Retomando desde donde lo dejó con Matador, Coombes recurrió a una amplia paleta sonora, usando pinceladas consistentemente audaces para crear la serie de mini obras maestras de su nuevo disco. Un par de emocionantes singles de tráiler: el nervioso ‘Walk The Walk’ y el motorik, Neu! -Esque el pulso de ‘Deep Pockets’ – sugirieron que su inquieta musa lo estaba llevando a nuevos pastos, mientras que los pesados ​​ritmos y la inquietante voz de gospel. y los intrincados bordados electrónicos de la canción titular inicial refuerzan rápidamente la noción de que Coombes ha hecho todo lo posible en su búsqueda para crear un valiente disco de rock and roll orientado hacia el futuro.

Sin embargo, para su inmenso crédito, Coombes rara vez deja que las libertades que se tomó con texturas sonoras oscurezcan sus habilidades como un artesano pop de primer nivel.

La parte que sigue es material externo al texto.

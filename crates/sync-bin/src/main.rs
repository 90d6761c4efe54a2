//! realm-sync: command line client for the message sync core.
//!
//! Every signal the core emits is printed to stdout as one JSON line.
//! Logs go to `~/.realm-sync/logs/realm-sync.jsonl` and stderr.

mod app;
mod cli;
mod sink;

use anyhow::{Context, Result};
use clap::Parser;
use cli::Args;
use sync_api_client::ApiCredentials;
use sync_config_and_utils::{init_logging, Config, Paths};
use tracing::info;

#[tokio::main]
async fn main() -> Result<()> {
    let args = Args::parse();

    let paths = match &args.base_dir {
        Some(dir) => Paths::with_base_dir(dir.clone()),
        None => Paths::new()?,
    };
    let mut config = Config::load(&paths).context("Failed to load config")?;
    if let Some(realm) = &args.realm {
        config.realm_url = Some(realm.clone());
    }
    if let Some(level) = &args.log_level {
        config.log_level = level.clone();
    }
    config.validate()?;

    let log_file = init_logging(&config.log_level, &paths)?;
    info!(
        realm = ?config.realm_url,
        log_file = %log_file.display(),
        messages_per_request = config.messages_per_request,
        min_recent_pm_version = %config.min_recent_pm_version,
        "Starting realm-sync"
    );

    let app = app::App::new(
        &config,
        ApiCredentials {
            email: args.email,
            api_key: args.api_key,
        },
    )?;

    tokio::select! {
        result = app.run(args.command) => result,
        _ = tokio::signal::ctrl_c() => {
            info!("Interrupted, shutting down");
            Ok(())
        }
    }
}
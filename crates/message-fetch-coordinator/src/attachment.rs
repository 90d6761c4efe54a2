//! Attachment upload pass-through.

use std::path::Path;
use sync_types::{AttachmentApi, Narrow, OutboxSink, SyncResult};
use tracing::info;

/// Markdown link that references an uploaded file in message content.
pub fn attachment_markdown(name: &str, uri: &str) -> String {
    format!("[{name}]({uri})")
}

/// Upload a local file and queue a message linking to it.
///
/// Nothing is queued if the upload fails. Returns the queued content.
pub async fn upload_attachment(
    api: &dyn AttachmentApi,
    outbox: &dyn OutboxSink,
    narrow: &Narrow,
    local_path: &Path,
    name: &str,
) -> SyncResult<String> {
    let response = api.upload_attachment(local_path, name).await?;
    info!(?narrow, name, uri = %response.uri, "Attachment uploaded");

    let content = attachment_markdown(name, &response.uri);
    outbox.queue_message(narrow, content.clone());
    Ok(content)
}
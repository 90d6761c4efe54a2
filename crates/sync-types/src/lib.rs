//! Shared types for realm message synchronization.
//!
//! This crate provides:
//! - The pagination data model (narrows, anchors, fetch windows, per-narrow fetch state)
//! - The signal vocabulary emitted by the fetch coordinator and bootstrap orchestrator
//! - The error taxonomy with terminal/transient classification
//! - Collaborator traits for the remote API, the session store, and the outbox

mod api;
mod error;
mod fetch;
mod narrow;
mod session;
mod signal;
mod version;

pub use api::{
    AttachmentApi, ClientCapabilities, FetchMessagesRequest, FetchMessagesResponse, InitialData,
    MessagesApi, RegisterRequest, ServerMetadata, SessionApi, UploadResponse,
    DEFAULT_FETCH_EVENT_TYPES,
};
pub use error::{SyncError, SyncResult};
pub use fetch::{Anchor, Direction, FetchOutcome, FetchWindow, Message, ScopeFetchState};
pub use narrow::{MessageId, Narrow, NarrowFilter, NarrowOperand, UserId};
pub use session::{OutboxSink, SessionStateReader};
pub use signal::{SignalSink, SyncSignal};
pub use version::{InvalidVersion, ServerVersion};
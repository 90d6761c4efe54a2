//! Configuration, paths, and logging setup for realm-sync.

mod config;
mod error;
mod logging;
mod paths;

pub use config::{BackoffSettings, Config, DEFAULT_LOG_LEVEL, DEFAULT_MIN_RECENT_PM_VERSION};
pub use error::{CoreError, CoreResult};
pub use logging::{init_logging, parse_level};
pub use paths::Paths;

De hecho, los fanáticos a largo plazo estuvieron con él todo el tiempo cuando subió las guitarras con la dinámica “In Waves” y la tensa y nerviosa “Vanishing Act”. Inicialmente un lamento sin adornos, impulsado por una guitarra acústica, la ‘Oxygen Mask’, cansada del mundo, también reconecta libremente a Coombes con su pasado, aunque la letra de la canción (“Consiguieron autos sin conductor en Florida y zánganos a tu puerta”) está firmemente arraigada en el presente.

En otra parte, Coombes es golpeado brevemente por un ataque de dudas sobre el – en realidad bastante seductor – ‘S__t (I Done It Again)’, pero rápidamente vuelve a la normalidad con el juguetón ‘Wounded Egos’ inspirado en la hierba californiana ‘y empleando tambores skittering e hipnóticos, líneas de bajo Can-esque con un efecto espectacular en el rumiante’ The Oaks ‘. Por último, pero no menos importante, están las dos baladas exquisitas, aunque ligeramente quijotescas: los “Sueños extraños” mínimos y acertadamente titulados, y “Vida en cámara lenta”, que explota de la vulnerabilidad enmarcada por el piano a la erupción sónica con fuerza del Vesubio a lo largo de cuatro minutos fascinantes.

El hombre más fuerte del mundo, entonces, nos muestra exactamente por qué debemos apreciar a Gaz Coombes. Es un registro valiente y arriesgado de un artista con un pasado ilustre que se ha convertido en suyo en el presente y claramente tiene un futuro próspero.